PROBLEM DETAILS:
Count how many lines of the data include the string "UiError", then say that number and stop.
[Opening DATA FOR THIS EXERCISE section]
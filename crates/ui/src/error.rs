use wasm_bindgen::{JsCast, JsValue};

/// Errors raised by the browser layer
#[derive(Debug, thiserror::Error)]
pub enum UiError {
    #[error("JS error: {0}")]
    Js(String),
    #[error("HTTP error! status: {0}")]
    Status(u16),
    #[error("Malformed response: {0}")]
    Decode(#[from] serde_json::Error),
    #[error("Server error: {0}")]
    Server(String),
    #[error("No global `window` exists")]
    MissingWindow,
}

impl From<JsValue> for UiError {
    fn from(value: JsValue) -> Self {
        let msg = value
            .as_string()
            .or_else(|| {
                value
                    .dyn_ref::<js_sys::Error>()
                    .map(|e| String::from(e.message()))
            })
            .unwrap_or_else(|| format!("{value:?}"));
        Self::Js(msg)
    }
}

impl From<UiError> for JsValue {
    fn from(err: UiError) -> Self {
        Self::from_str(&err.to_string())
    }
}

pub type Result<T> = std::result::Result<T, UiError>;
[Closing DATA FOR THIS EXERCISE section]
EXERCISE SOLUTION:
5